Leonard believes context and content are interrelated. Art is not created in a vacuum, in other words. “Being an artist myself, I was always curious about the potential of artistic mediums to move a 21st-century Black liberation movement.” She co-founded the Anti-Racist Club of Colorado in June as a response to the George Floyd killing by Minneapolis police. One of their first events was a public pop-up gallery held in front of Denver’s City Hall, featuring a collection of art that responded to this question: What would it look like to re-imagine public safety?

woman participating in Anti-Racist Club public gallery
In June 2020, the Anti-Racist Club co-founded by Katie Leonard held an interactive community gallery in front of Denver City Hall. Photo by CBS.
portrait of Katie Leonard
Activist-in-Residence Katie Leonard

“We’re in a public safety crisis,” Leonard said. “Safety goes beyond surveillance and security. It’s also about having a home to live in, having adequate access to food and water,” she added. The mission of the Anti-Racist Club is to battle systemic racism through education and civic engagement. Thousands of people participated in the event, including Dean Kaptain, and all the Denver City Council members came to view and listen to art by Denver community members.

While Leonard combines her art and activism, she believes that art can change society even without intentionality. “Someone sitting down at their easel with a very specific message is rare,” she said. “Really, all forms of art have always played a humongous role in progress and the movements toward justice.” An example she likes to use is the final breaking point for what ended the transatlantic slave trade, which was an illustration of a slave ship—”It took this visual component, people being able to see people stacked on top of each other.”

By partnering with Leonard, Kaptain is taking advantage of this moment in history and “exploring the potential of emerging areas of public consciousness,” as he said. Since CU Denver’s new Chancellor, Michelle Marks, PhD, has made equity, diversity, and inclusion (EDI) an important part of her agenda, Kaptain believes Leonard’s appointment is a great opportunity for students. “As dean, I believe that we need to provide the pathways for our students to advance their learning, both by word and personal example, to examine and challenge cultural and social barriers, to record through their art the vibrant dynamics of our society, and to recognize their own accountability as active and necessary contributors to this culture,” Kaptain explains.

anti-racist club event at Denver City Hall
Participants at the Anti-Racist Club event used art to answer this question: What would it look like to re-imagine public safety?
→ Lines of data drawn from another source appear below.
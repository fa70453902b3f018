//! PCM-level audio processing
//!
//! Decoding is delegated to an external ffmpeg process; everything in this
//! module operates on the raw PCM it produces.

pub mod chunker;
pub mod decode;
pub mod pcm;

pub use chunker::{chunk_pcm, PcmChunk};
pub use decode::{decode_and_validate, decode_dual_rate, decode_to_pcm, DecodeError, PcmFormat};
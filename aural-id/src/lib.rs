//! aural-id library interface
//!
//! Audio identification and similarity service: exact matching over an
//! inverted fingerprint index plus perceptual ("vibe") matching over
//! learned audio embeddings, with an ingestion pipeline that populates
//! both indexes in one pass.

pub mod api;
pub mod audio;
pub mod config;
pub mod db;
pub mod error;
pub mod ingest;
pub mod models;
pub mod search;
pub mod services;

pub use crate::error::{ApiError, ApiResult};

use axum::extract::DefaultBodyLimit;
use axum::Router;
use sqlx::SqlitePool;
use std::sync::Arc;
use tokio::sync::Mutex;
use tower_http::trace::TraceLayer;

use crate::config::ServiceConfig;
use crate::services::{Embedder, OlafClient, QdrantClient};

/// Application state shared across handlers
#[derive(Clone)]
pub struct AppState {
    /// Database connection pool
    pub db: SqlitePool,
    /// Resolved service configuration
    pub config: Arc<ServiceConfig>,
    /// Fingerprint store client
    pub olaf: OlafClient,
    /// Vector store client
    pub qdrant: QdrantClient,
    /// Embedding model client; `None` keeps the vibe lane fail-closed
    pub embedder: Option<Embedder>,
    /// Single-writer gate for the fingerprint store. Contended HTTP
    /// ingests are refused, never queued.
    pub ingest_lock: Arc<Mutex<()>>,
}

impl AppState {
    pub fn new(db: SqlitePool, config: ServiceConfig) -> Self {
        let config = Arc::new(config);
        let olaf = OlafClient::new(config.olaf_bin.clone(), config.olaf_db_dir.clone());
        let qdrant = QdrantClient::from_config(config.as_ref());
        let embedder = Embedder::from_config(config.as_ref()).ok();

        Self {
            db,
            config,
            olaf,
            qdrant,
            embedder,
            ingest_lock: Arc::new(Mutex::new(())),
        }
    }
}

/// Build application router
///
/// - `GET  /health`
/// - `GET  /api/v1/version`
/// - `POST /api/v1/search`
/// - `POST /api/v1/ingest`
/// - `GET  /api/v1/tracks` (+ `/:id`, `/:id/audio`)
pub fn build_router(state: AppState) -> Router {
    let v1 = Router::new()
        .merge(api::version_routes())
        .merge(api::search_routes())
        .merge(api::ingest_routes())
        .merge(api::tracks_routes());

    Router::new()
        .merge(api::health_routes())
        .nest("/api/v1", v1)
        // Per-endpoint limits are enforced in the handlers; this bound
        // covers the largest allowed ingest upload plus form overhead.
        .layer(DefaultBodyLimit::max(api::ingest::MAX_UPLOAD_BYTES + 1024 * 1024))
        .layer(TraceLayer::new_for_http())
        .with_state(state)
}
Photo by CBS.

Leonard hopes to work directly with students “in an inclusive and collaborative process, motivated by transformative justice.” The recent Black Lives Matter protests have activated people everywhere, including in downtown Denver where CU Denver is located, to discuss the issue of equality in this country. Leonard hopes that in CAM, she can work with students to develop actionable plans that go beyond rhetoric. “There is a lot of surface-level engagement in EDI in progressive spaces,” she said. “It’s often difficult because of under-the-surface racial tension … It’s a lot of pandering and symbolic gestures and then a guarded backpedal,” she continued.

Kaptain hopes the Activist-in-Residence collaboration with Leonard will generate change: “My expectation is to move past the talking stage and to activate the power of our artists, creators, designers, and scholars to enact real change.”

Whatever the medium (film, visual art, music), CU Denver students will represent their social, cultural, and historical consciousness in their art. Leonard hopes the result is transformative. “I think the potential for art to do good is limitless,” she said.